Look through the entries that follow and count the lines with the word "painted". The reply is that number alone.
Provided entries below:
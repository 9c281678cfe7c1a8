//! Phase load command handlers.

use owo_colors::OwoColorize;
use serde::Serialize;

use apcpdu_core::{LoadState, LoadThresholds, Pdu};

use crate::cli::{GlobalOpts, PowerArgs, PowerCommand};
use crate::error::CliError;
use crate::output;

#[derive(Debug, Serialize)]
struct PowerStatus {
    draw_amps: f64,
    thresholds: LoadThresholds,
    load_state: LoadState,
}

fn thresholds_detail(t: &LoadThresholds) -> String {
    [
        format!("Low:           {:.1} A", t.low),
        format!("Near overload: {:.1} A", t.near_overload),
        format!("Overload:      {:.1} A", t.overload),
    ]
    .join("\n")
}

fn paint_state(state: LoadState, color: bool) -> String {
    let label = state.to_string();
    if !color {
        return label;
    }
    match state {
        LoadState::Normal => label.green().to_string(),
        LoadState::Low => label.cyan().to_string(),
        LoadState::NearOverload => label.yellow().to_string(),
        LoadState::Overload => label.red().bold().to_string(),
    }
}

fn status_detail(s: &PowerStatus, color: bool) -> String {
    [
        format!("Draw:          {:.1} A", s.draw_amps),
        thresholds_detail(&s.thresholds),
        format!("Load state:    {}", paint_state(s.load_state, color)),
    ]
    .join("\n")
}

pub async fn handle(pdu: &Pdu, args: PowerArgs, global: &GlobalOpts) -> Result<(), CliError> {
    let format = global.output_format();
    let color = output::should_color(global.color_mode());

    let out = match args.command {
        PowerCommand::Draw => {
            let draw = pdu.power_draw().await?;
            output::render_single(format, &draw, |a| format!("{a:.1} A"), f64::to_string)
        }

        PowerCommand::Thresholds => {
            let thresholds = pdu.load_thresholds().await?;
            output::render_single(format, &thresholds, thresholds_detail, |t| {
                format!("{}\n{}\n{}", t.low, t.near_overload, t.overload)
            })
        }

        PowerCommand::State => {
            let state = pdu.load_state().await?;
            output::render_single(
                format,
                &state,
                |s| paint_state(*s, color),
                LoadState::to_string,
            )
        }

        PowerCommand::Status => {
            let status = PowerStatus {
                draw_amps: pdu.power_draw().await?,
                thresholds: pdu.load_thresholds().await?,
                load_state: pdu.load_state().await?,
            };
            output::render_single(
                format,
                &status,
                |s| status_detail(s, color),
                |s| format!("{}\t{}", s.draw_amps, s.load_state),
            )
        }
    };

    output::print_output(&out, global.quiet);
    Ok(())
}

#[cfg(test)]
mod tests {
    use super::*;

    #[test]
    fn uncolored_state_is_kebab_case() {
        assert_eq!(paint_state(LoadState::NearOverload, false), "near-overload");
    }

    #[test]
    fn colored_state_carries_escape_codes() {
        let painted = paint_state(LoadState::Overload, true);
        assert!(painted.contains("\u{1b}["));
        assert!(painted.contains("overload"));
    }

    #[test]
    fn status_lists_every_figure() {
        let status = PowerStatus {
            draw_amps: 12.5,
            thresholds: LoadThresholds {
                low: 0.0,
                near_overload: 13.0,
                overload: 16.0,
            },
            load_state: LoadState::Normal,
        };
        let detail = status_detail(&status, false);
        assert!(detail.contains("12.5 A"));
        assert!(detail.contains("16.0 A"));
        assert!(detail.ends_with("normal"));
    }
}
End of Provided entries.
Exercise solution. 3